[Recorded data]
---------------
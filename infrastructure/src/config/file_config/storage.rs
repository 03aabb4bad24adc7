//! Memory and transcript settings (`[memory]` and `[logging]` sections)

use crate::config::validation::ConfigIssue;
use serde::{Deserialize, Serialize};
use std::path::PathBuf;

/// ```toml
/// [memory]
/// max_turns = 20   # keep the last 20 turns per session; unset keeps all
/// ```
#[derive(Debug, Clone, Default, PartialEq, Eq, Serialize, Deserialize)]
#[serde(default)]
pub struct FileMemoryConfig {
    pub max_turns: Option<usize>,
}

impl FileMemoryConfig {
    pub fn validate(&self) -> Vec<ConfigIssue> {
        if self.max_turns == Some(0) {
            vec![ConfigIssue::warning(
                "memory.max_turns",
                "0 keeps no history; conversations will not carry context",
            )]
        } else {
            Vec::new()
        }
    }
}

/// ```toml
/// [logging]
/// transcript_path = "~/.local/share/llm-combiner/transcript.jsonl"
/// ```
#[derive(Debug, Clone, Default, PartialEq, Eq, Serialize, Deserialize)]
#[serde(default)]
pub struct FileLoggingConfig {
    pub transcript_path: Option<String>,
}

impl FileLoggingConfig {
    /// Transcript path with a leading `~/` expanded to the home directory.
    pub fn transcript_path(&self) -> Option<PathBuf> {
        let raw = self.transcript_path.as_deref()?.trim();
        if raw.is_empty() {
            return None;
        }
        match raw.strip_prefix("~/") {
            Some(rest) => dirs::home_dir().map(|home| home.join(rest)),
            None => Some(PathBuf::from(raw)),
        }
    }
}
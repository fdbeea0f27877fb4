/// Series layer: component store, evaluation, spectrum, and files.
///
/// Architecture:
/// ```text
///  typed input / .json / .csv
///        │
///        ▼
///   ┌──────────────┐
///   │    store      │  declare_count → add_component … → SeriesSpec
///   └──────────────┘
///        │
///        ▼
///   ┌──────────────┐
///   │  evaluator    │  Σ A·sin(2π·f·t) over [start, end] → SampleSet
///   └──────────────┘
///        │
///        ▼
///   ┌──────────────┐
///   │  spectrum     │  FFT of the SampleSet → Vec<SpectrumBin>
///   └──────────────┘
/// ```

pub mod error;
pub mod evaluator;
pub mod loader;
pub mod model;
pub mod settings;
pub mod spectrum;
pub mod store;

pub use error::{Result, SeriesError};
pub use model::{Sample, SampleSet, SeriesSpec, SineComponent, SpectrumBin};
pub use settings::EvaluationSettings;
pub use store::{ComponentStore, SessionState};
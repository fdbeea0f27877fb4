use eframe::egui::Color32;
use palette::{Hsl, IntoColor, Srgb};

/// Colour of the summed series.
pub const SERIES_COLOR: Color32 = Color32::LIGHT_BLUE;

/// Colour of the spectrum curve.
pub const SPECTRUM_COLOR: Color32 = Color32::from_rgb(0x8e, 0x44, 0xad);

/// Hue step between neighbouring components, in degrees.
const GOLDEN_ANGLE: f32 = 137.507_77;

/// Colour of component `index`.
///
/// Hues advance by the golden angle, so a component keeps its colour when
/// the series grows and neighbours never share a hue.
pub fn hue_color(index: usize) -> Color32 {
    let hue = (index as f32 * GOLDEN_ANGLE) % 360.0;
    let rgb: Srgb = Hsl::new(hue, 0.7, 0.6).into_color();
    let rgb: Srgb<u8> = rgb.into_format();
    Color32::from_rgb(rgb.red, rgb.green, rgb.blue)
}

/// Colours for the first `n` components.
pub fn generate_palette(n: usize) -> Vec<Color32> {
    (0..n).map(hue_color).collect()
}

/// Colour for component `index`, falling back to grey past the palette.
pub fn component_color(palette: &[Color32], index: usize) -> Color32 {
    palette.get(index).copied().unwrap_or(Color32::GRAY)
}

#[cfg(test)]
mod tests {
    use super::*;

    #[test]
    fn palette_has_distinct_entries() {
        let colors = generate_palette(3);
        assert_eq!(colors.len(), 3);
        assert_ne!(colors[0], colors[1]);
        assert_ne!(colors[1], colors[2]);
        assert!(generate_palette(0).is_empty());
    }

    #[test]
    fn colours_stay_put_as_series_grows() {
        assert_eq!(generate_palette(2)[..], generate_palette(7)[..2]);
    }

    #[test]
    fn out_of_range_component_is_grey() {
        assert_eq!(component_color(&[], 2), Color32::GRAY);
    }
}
---------------
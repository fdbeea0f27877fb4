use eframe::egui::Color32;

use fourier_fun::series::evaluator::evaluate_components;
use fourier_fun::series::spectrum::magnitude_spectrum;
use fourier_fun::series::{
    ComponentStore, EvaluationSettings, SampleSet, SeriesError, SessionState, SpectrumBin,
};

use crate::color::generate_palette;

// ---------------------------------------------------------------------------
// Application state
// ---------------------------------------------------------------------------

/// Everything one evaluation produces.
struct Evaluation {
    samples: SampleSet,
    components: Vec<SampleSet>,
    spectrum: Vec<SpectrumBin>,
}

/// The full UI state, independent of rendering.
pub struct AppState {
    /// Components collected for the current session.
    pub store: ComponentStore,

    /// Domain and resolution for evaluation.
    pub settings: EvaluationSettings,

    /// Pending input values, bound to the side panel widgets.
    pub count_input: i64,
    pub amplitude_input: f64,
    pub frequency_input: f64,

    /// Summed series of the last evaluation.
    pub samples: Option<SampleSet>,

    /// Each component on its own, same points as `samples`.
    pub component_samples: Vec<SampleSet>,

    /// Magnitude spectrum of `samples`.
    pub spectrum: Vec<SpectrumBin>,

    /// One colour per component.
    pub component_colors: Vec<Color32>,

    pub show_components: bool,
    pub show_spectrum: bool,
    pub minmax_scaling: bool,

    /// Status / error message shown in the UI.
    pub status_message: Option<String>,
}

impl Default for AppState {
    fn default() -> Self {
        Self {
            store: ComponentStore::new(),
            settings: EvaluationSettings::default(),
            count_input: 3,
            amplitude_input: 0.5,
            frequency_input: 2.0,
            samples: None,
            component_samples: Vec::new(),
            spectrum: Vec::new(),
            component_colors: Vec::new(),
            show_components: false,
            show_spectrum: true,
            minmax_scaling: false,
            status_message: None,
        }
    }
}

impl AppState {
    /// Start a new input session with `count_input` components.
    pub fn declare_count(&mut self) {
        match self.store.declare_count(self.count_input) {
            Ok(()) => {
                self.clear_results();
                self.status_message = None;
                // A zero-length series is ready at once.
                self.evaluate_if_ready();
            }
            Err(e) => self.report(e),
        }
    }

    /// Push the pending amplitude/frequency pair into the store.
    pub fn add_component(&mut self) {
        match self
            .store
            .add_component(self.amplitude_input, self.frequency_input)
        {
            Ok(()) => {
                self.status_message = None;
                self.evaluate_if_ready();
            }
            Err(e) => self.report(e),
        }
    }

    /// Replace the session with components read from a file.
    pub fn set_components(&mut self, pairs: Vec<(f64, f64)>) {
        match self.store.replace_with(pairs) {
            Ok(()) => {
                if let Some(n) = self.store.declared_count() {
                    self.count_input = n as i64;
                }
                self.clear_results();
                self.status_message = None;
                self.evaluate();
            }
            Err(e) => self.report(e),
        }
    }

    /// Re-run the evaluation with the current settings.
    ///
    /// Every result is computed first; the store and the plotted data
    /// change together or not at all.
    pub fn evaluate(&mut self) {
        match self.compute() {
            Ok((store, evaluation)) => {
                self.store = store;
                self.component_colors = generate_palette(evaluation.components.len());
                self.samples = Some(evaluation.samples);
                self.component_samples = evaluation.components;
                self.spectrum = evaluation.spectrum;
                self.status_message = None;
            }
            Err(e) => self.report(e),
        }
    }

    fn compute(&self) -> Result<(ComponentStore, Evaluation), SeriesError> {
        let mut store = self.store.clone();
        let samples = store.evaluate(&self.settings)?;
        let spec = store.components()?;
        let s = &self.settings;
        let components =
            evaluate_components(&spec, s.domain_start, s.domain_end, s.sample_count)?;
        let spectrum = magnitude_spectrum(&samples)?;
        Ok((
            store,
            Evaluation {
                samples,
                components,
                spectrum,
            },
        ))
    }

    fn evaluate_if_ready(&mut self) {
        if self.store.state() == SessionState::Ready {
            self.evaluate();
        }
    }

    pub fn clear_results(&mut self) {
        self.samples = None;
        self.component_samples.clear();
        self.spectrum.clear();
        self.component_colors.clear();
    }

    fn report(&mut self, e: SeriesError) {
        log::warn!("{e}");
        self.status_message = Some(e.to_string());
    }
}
---------------
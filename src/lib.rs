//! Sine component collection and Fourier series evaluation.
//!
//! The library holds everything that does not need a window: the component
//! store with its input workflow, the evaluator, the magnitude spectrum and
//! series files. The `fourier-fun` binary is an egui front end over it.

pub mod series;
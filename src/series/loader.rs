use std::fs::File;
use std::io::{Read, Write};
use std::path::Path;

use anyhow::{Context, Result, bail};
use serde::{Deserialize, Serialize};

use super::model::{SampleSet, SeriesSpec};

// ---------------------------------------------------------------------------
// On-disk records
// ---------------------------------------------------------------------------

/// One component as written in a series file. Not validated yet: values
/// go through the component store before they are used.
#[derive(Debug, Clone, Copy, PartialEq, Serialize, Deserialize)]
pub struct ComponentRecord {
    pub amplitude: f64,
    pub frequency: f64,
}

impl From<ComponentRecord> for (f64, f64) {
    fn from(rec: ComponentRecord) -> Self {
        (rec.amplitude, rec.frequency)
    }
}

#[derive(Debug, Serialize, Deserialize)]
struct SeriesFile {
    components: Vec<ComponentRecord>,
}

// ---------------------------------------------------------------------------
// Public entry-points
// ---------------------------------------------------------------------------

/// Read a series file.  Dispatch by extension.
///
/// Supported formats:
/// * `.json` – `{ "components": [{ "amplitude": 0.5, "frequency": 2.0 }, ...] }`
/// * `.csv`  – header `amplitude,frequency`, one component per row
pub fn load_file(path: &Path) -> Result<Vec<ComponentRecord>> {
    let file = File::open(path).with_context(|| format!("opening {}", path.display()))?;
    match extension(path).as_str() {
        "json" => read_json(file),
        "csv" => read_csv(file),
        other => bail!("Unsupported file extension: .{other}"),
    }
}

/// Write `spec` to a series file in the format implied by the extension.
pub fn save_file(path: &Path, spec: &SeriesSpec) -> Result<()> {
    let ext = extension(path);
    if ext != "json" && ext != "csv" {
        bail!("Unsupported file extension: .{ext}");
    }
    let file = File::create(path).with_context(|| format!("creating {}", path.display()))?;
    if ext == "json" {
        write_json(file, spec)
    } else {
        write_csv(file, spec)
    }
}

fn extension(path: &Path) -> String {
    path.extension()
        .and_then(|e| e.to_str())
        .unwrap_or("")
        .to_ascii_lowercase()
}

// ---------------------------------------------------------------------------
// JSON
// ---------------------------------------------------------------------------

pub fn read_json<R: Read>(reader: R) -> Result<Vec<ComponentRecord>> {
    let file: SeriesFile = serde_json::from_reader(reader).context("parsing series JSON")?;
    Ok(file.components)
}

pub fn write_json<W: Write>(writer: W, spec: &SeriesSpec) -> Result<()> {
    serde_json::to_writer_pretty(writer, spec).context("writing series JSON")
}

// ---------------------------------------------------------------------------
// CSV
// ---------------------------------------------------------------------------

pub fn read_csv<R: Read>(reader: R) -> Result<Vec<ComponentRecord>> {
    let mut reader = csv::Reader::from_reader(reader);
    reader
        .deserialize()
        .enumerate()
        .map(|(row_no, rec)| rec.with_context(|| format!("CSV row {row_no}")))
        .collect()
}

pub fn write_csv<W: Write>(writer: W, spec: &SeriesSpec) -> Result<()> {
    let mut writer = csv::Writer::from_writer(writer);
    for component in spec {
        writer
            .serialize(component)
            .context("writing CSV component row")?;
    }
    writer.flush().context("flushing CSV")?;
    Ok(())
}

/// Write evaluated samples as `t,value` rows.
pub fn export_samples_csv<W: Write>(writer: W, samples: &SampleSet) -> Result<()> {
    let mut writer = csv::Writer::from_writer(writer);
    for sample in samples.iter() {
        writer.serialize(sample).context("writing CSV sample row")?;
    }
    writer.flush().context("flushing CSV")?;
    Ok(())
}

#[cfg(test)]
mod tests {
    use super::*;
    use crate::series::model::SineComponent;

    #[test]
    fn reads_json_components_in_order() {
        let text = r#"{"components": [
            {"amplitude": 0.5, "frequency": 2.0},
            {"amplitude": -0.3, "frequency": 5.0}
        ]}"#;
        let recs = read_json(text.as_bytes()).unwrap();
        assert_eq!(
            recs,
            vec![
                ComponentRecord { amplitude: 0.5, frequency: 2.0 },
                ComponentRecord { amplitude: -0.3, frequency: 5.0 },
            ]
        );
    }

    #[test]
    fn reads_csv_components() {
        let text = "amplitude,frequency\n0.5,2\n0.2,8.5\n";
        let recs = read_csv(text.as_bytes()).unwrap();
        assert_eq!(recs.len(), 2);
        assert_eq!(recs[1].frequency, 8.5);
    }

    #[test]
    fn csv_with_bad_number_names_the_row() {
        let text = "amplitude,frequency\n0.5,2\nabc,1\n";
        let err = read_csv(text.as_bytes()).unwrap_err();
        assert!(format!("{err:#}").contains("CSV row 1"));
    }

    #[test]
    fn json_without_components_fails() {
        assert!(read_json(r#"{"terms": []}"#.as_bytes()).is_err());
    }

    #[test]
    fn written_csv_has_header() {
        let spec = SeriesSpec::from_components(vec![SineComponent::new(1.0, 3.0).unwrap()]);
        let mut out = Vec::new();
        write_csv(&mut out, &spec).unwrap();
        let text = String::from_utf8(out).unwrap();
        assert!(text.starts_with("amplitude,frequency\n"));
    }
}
---------------
> **WHAT THE TASK ASKS**
Filter the records above down to the lines that hold the string "recs".

> **YOUR RESPONSE**
        let recs = read_json(text.as_bytes()).unwrap();
            recs,
        let recs = read_csv(text.as_bytes()).unwrap();
        assert_eq!(recs.len(), 2);
        assert_eq!(recs[1].frequency, 8.5);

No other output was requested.